This repo contains all the code that was used to build a knowledge graph from 2081 articles published by News24 on the topic of the Zondo Commission as described in the project report submitted to the University of London. As per agreement with Media24 (who owns the articles), a sample of 30 of the unlocked articles, i.e. those not behind the paywall, is supplied with the code in parquet format (see source_data/sample_text_30_unlocked.pq) which can be read using the Pandas library.

Acknowledgements

Where very specific ideas have been used that were found in blogs, stackoverflow, and other online resources, these are acknowledged inline with the relevant code. I also made use of Toqan.ai to get 'starter code' for various low-level functions along the way, which were then expanded upon or re-worked before being incorporated into the code base.

Acronyms in this readme.md

  • KG - knowledge graph
  • HITL dataset - human-in-the-loop dataset (sample of 30 annotated articles used for evaluation)
  • NER - named entity recognition
  • CR - coreference resolution
  • REX - relation extraction
  • EL - entity linking

kg_builder

This folder contains all the required dataclasses, functions and methods that were used to build and test the knowledge graph. What follows is an overview of the role of each one:

kg/kg_dataclasses.py

Includes data classes for structuring key elements:

Information extraction:

  • Article
    • NamedEntity
    • CrCluster (containing Mention)
    • Relation

Building the KG:

  • KGData used to create an instance of a KG
    • KGEntity
    • KGRelation

It also includes methods to export to Label Studio to facilitate creation of the HITL dataset.

kg/kg_processing.py

Includes all the functions required to build and/or extend a KG, article by article, from an Article class instance. The main algorithm is update_kg_from_article which calls the sub-algorithm process_entity which includes performing EL where possible (up to a maximum of 5 retries).

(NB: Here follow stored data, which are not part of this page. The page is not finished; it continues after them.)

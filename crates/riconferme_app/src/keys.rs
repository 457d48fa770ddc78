//! Names of the configuration entries read by the bot.

pub const MAIN_PAGE_TITLE: &str = "main-page-title";
pub const LIST_TITLE: &str = "list-title";
pub const VOTE_PAGE_TITLE: &str = "vote-page-title";
pub const NEWS_PAGE_TITLE: &str = "news-page-title";
pub const ADMINS_LIST_TITLE: &str = "admins-list-title";
pub const CU_LIST_TITLE: &str = "cu-list-title";
pub const BUREAUCRATS_LIST_TITLE: &str = "bureaucrats-list-title";
pub const ANNOUNCE_PAGE_TITLE: &str = "announce-page-title";
pub const LATEST_NEWS_TITLE: &str = "latest-news-title";
pub const TIMELINE_TITLE: &str = "timeline-title";
pub const FLAG_REMOVAL_TITLE: &str = "flag-removal-title";
pub const SIMPLE_ARCHIVE_TITLE: &str = "simple-archive-title";
pub const VOTE_ARCHIVE_TITLE: &str = "vote-archive-title";
pub const USER_TALK_PREFIX: &str = "user-talk-prefix";
/// Users never treated as administrators (bots, system accounts).
pub const EXCLUDE_ADMINS: &str = "exclude-admins";
/// Wiki id appended to user names in the central rights log (`User:X@itwiki`).
pub const CENTRAL_SUFFIX: &str = "central-suffix";
pub const BOT_EDITS: &str = "bot-edits";
pub const LOG_PAGE: &str = "log-page";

It also includes methods prepare_kg_neo4j_files and prepare_kg_nx_files to export the KGData instance to the appropriate formats to be read in by neo4j and the NetworkX library respectively.

ner/ner_base.py

Contains the model setup, code used for the initial NER run (Round 1), evaluation options and the option to import from Label Studio

cr/cr_base.py

Contains the model setup, code used for the initial CR run (Round 1), evaluation options and the option to import from Label Studio

rex/rex_base.py

Contains the model setup, code used for the initial REX run (Round 1), evaluation options and the option to import from Label Studio

cr/ner_cr_enhancements.py

Contains the enhancements to NER and CR developed for Round 2 descibed in 5.2 Round 2 – improving baseline model outputs

rex/rex_enhancements.py

Contains the enhancements to REX developed for Round 2 descibed in 5.2 Round 2 – improving baseline model outputs and 5.4 Round 4 – improving the KG

hlp_functions.py

General functions used across the project.

reference_info

The file reference_info/rebel_flair_selected.csv contains the offline work that was done to arrive at the final ontology described in 4.3 Ontology requirements definition.

Notebooks

The following notebooks reflect the sequential stages of development and testing as described in the accompanying project report:

5.1 Round 1 - component evaluation & selection of project report

  • A. round1_initial_model_outputs.ipynb was used to obtain the baseline model outputs (and runtimes) for each model tested for the following tasks: NER, CR and RE
  • B. round1_initial_model_evaluation.ipynb was used to evaluate the baseline model outputs against the HITL dataset

5.2 Round 2 – improving baseline model outputs

  • C. round2_model_outputs.ipynb was used to include several measures designed to improve the results in round 1
  • D. round2_model_evaluation.ipynb was used to evaluate the measures from round 2 against the HITL dataset of 30 articles

5.3 Round 3 – building the first KG on the HITL dataset

  • E. round3_first_kg_build.ipynb was used to build the first knowledge graph using the 30 sample articles. Evaluation was done offline using the triples from the HITL dataset as the base.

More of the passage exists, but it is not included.